Task: Below are some entries. Reproduce them word for word.
═════ Task data ═════
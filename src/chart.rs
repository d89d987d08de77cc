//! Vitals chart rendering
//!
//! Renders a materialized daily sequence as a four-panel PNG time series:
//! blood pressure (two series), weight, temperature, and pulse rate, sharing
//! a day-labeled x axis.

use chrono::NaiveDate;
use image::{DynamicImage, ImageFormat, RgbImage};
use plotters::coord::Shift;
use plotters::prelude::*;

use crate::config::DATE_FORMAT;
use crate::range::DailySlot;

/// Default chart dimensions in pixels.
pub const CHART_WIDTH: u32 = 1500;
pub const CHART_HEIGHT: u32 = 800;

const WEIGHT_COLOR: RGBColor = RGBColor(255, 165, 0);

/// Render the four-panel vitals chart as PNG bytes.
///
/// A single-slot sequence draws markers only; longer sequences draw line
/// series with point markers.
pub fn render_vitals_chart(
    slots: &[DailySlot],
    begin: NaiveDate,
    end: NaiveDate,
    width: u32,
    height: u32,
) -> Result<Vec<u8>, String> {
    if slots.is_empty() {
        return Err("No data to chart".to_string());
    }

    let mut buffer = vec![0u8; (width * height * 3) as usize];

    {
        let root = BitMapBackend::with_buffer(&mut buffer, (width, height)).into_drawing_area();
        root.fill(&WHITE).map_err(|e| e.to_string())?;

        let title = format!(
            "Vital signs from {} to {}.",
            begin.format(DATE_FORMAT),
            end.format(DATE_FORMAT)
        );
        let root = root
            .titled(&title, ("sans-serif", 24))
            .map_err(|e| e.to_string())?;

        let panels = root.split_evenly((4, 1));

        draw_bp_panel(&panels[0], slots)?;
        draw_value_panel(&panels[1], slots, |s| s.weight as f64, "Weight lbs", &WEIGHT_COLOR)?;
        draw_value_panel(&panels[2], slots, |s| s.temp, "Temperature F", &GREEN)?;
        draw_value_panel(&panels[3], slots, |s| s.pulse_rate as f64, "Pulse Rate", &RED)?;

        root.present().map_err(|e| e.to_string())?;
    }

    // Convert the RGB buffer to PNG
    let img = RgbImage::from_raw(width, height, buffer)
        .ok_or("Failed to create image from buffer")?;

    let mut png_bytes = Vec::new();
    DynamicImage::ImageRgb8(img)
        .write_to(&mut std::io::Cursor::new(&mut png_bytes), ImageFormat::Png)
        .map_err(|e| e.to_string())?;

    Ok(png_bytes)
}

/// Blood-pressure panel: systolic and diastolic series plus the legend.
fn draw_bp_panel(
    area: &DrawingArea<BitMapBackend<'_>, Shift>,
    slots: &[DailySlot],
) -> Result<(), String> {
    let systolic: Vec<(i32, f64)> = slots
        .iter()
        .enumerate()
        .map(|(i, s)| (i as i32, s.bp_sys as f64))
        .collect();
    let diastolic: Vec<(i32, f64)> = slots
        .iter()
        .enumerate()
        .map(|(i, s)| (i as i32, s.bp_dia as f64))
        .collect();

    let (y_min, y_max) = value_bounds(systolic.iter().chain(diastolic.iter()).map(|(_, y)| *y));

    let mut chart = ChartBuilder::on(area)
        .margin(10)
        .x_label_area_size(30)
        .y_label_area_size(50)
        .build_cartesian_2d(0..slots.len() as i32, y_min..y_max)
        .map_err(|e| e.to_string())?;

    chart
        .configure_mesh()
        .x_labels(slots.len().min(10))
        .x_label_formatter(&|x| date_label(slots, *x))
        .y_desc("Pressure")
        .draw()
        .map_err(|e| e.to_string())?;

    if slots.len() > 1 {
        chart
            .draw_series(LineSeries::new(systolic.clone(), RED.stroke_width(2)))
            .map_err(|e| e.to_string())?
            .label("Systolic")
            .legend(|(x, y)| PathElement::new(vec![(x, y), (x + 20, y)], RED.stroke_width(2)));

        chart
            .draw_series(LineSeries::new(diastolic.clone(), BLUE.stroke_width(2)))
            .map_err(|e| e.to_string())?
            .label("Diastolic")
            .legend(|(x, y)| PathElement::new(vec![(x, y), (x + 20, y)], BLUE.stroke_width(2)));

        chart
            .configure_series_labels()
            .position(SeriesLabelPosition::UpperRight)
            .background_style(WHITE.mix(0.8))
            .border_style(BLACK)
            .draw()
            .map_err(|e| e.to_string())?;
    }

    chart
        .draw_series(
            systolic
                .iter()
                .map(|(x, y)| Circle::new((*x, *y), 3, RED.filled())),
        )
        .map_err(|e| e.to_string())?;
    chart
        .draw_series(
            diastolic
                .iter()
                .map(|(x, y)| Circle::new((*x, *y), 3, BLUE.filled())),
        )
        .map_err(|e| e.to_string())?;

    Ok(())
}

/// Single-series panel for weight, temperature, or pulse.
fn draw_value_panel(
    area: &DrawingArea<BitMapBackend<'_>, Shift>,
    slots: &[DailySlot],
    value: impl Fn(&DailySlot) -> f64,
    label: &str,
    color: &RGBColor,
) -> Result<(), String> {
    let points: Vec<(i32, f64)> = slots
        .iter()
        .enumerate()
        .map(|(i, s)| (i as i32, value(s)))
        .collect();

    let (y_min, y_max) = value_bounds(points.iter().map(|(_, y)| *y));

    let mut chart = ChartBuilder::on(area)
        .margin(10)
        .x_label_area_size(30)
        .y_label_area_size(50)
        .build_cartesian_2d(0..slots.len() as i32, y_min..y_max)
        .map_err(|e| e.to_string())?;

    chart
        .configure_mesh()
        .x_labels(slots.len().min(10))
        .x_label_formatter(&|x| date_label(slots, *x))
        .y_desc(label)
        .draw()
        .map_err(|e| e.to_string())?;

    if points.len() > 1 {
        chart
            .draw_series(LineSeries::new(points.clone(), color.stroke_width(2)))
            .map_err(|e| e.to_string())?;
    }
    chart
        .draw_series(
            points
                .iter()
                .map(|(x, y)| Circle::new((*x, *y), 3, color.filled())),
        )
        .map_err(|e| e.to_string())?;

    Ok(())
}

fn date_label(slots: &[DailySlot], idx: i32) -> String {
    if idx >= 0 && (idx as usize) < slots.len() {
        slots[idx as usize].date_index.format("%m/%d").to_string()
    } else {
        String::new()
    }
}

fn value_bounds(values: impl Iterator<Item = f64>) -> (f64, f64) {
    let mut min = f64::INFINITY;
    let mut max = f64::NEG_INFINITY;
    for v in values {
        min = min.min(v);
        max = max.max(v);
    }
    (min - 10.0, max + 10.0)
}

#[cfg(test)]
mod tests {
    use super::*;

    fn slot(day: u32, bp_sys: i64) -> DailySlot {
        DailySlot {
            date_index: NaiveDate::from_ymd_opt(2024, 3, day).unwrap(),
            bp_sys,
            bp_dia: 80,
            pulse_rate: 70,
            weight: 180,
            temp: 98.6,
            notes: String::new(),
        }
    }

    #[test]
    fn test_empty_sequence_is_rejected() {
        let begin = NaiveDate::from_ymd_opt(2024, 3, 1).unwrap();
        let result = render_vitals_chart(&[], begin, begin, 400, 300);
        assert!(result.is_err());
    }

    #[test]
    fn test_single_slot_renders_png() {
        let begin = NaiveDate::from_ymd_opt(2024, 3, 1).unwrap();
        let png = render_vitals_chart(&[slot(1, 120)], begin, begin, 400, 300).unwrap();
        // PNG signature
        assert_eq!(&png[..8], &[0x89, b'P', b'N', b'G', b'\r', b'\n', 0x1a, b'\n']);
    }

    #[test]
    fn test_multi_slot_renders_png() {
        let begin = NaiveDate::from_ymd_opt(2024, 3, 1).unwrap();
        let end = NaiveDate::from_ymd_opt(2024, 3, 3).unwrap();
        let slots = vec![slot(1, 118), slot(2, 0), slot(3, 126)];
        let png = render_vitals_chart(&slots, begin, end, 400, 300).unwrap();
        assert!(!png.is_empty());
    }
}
═════
Solution to this problem:
filename src/chart.rs
repository d89d987d08de77cc
//! Vitals chart rendering
//!
//! Renders a materialized daily sequence as a four-panel PNG time series:
//! blood pressure (two series), weight, temperature, and pulse rate, sharing
//! a day-labeled x axis.

use chrono::NaiveDate;
use image::{DynamicImage, ImageFormat, RgbImage};
use plotters::coord::Shift;
use plotters::prelude::*;

use crate::config::DATE_FORMAT;
use crate::range::DailySlot;

/// Default chart dimensions in pixels.
pub const CHART_WIDTH: u32 = 1500;
pub const CHART_HEIGHT: u32 = 800;

const WEIGHT_COLOR: RGBColor = RGBColor(255, 165, 0);

/// Render the four-panel vitals chart as PNG bytes.
///
/// A single-slot sequence draws markers only; longer sequences draw line
/// series with point markers.
pub fn render_vitals_chart(
    slots: &[DailySlot],
    begin: NaiveDate,
    end: NaiveDate,
    width: u32,
    height: u32,
) -> Result<Vec<u8>, String> {
    if slots.is_empty() {
        return Err("No data to chart".to_string());
    }

    let mut buffer = vec![0u8; (width * height * 3) as usize];

    {
        let root = BitMapBackend::with_buffer(&mut buffer, (width, height)).into_drawing_area();
        root.fill(&WHITE).map_err(|e| e.to_string())?;

        let title = format!(
            "Vital signs from {} to {}.",
            begin.format(DATE_FORMAT),
            end.format(DATE_FORMAT)
        );
        let root = root
            .titled(&title, ("sans-serif", 24))
            .map_err(|e| e.to_string())?;

        let panels = root.split_evenly((4, 1));

        draw_bp_panel(&panels[0], slots)?;
        draw_value_panel(&panels[1], slots, |s| s.weight as f64, "Weight lbs", &WEIGHT_COLOR)?;
        draw_value_panel(&panels[2], slots, |s| s.temp, "Temperature F", &GREEN)?;
        draw_value_panel(&panels[3], slots, |s| s.pulse_rate as f64, "Pulse Rate", &RED)?;

        root.present().map_err(|e| e.to_string())?;
    }

    // Convert the RGB buffer to PNG
    let img = RgbImage::from_raw(width, height, buffer)
        .ok_or("Failed to create image from buffer")?;

    let mut png_bytes = Vec::new();
    DynamicImage::ImageRgb8(img)
        .write_to(&mut std::io::Cursor::new(&mut png_bytes), ImageFormat::Png)
        .map_err(|e| e.to_string())?;

    Ok(png_bytes)
}

/// Blood-pressure panel: systolic and diastolic series plus the legend.
fn draw_bp_panel(
    area: &DrawingArea<BitMapBackend<'_>, Shift>,
    slots: &[DailySlot],
) -> Result<(), String> {
    let systolic: Vec<(i32, f64)> = slots
        .iter()
        .enumerate()
        .map(|(i, s)| (i as i32, s.bp_sys as f64))
        .collect();
    let diastolic: Vec<(i32, f64)> = slots
        .iter()
        .enumerate()
        .map(|(i, s)| (i as i32, s.bp_dia as f64))
        .collect();

    let (y_min, y_max) = value_bounds(systolic.iter().chain(diastolic.iter()).map(|(_, y)| *y));

    let mut chart = ChartBuilder::on(area)
        .margin(10)
        .x_label_area_size(30)
        .y_label_area_size(50)
        .build_cartesian_2d(0..slots.len() as i32, y_min..y_max)
        .map_err(|e| e.to_string())?;

    chart
        .configure_mesh()
        .x_labels(slots.len().min(10))
        .x_label_formatter(&|x| date_label(slots, *x))
        .y_desc("Pressure")
        .draw()
        .map_err(|e| e.to_string())?;

    if slots.len() > 1 {
        chart
            .draw_series(LineSeries::new(systolic.clone(), RED.stroke_width(2)))
            .map_err(|e| e.to_string())?
            .label("Systolic")
            .legend(|(x, y)| PathElement::new(vec![(x, y), (x + 20, y)], RED.stroke_width(2)));

        chart
            .draw_series(LineSeries::new(diastolic.clone(), BLUE.stroke_width(2)))
            .map_err(|e| e.to_string())?
            .label("Diastolic")
            .legend(|(x, y)| PathElement::new(vec![(x, y), (x + 20, y)], BLUE.stroke_width(2)));

        chart
            .configure_series_labels()
            .position(SeriesLabelPosition::UpperRight)
            .background_style(WHITE.mix(0.8))
            .border_style(BLACK)
            .draw()
            .map_err(|e| e.to_string())?;
    }

    chart
        .draw_series(
            systolic
                .iter()
                .map(|(x, y)| Circle::new((*x, *y), 3, RED.filled())),
        )
        .map_err(|e| e.to_string())?;
    chart
        .draw_series(
            diastolic
                .iter()
                .map(|(x, y)| Circle::new((*x, *y), 3, BLUE.filled())),
        )
        .map_err(|e| e.to_string())?;

    Ok(())
}

/// Single-series panel for weight, temperature, or pulse.
fn draw_value_panel(
    area: &DrawingArea<BitMapBackend<'_>, Shift>,
    slots: &[DailySlot],
    value: impl Fn(&DailySlot) -> f64,
    label: &str,
    color: &RGBColor,
) -> Result<(), String> {
    let points: Vec<(i32, f64)> = slots
        .iter()
        .enumerate()
        .map(|(i, s)| (i as i32, value(s)))
        .collect();

    let (y_min, y_max) = value_bounds(points.iter().map(|(_, y)| *y));

    let mut chart = ChartBuilder::on(area)
        .margin(10)
        .x_label_area_size(30)
        .y_label_area_size(50)
        .build_cartesian_2d(0..slots.len() as i32, y_min..y_max)
        .map_err(|e| e.to_string())?;

    chart
        .configure_mesh()
        .x_labels(slots.len().min(10))
        .x_label_formatter(&|x| date_label(slots, *x))
        .y_desc(label)
        .draw()
        .map_err(|e| e.to_string())?;

    if points.len() > 1 {
        chart
            .draw_series(LineSeries::new(points.clone(), color.stroke_width(2)))
            .map_err(|e| e.to_string())?;
    }
    chart
        .draw_series(
            points
                .iter()
                .map(|(x, y)| Circle::new((*x, *y), 3, color.filled())),
        )
        .map_err(|e| e.to_string())?;

    Ok(())
}

fn date_label(slots: &[DailySlot], idx: i32) -> String {
    if idx >= 0 && (idx as usize) < slots.len() {
        slots[idx as usize].date_index.format("%m/%d").to_string()
    } else {
        String::new()
    }
}

fn value_bounds(values: impl Iterator<Item = f64>) -> (f64, f64) {
    let mut min = f64::INFINITY;
    let mut max = f64::NEG_INFINITY;
    for v in values {
        min = min.min(v);
        max = max.max(v);
    }
    (min - 10.0, max + 10.0)
}

#[cfg(test)]
mod tests {
    use super::*;

    fn slot(day: u32, bp_sys: i64) -> DailySlot {
        DailySlot {
            date_index: NaiveDate::from_ymd_opt(2024, 3, day).unwrap(),
            bp_sys,
            bp_dia: 80,
            pulse_rate: 70,
            weight: 180,
            temp: 98.6,
            notes: String::new(),
        }
    }

    #[test]
    fn test_empty_sequence_is_rejected() {
        let begin = NaiveDate::from_ymd_opt(2024, 3, 1).unwrap();
        let result = render_vitals_chart(&[], begin, begin, 400, 300);
        assert!(result.is_err());
    }

    #[test]
    fn test_single_slot_renders_png() {
        let begin = NaiveDate::from_ymd_opt(2024, 3, 1).unwrap();
        let png = render_vitals_chart(&[slot(1, 120)], begin, begin, 400, 300).unwrap();
        // PNG signature
        assert_eq!(&png[..8], &[0x89, b'P', b'N', b'G', b'\r', b'\n', 0x1a, b'\n']);
    }

    #[test]
    fn test_multi_slot_renders_png() {
        let begin = NaiveDate::from_ymd_opt(2024, 3, 1).unwrap();
        let end = NaiveDate::from_ymd_opt(2024, 3, 3).unwrap();
        let slots = vec![slot(1, 118), slot(2, 0), slot(3, 126)];
        let png = render_vitals_chart(&slots, begin, end, 400, 300).unwrap();
        assert!(!png.is_empty());
    }
}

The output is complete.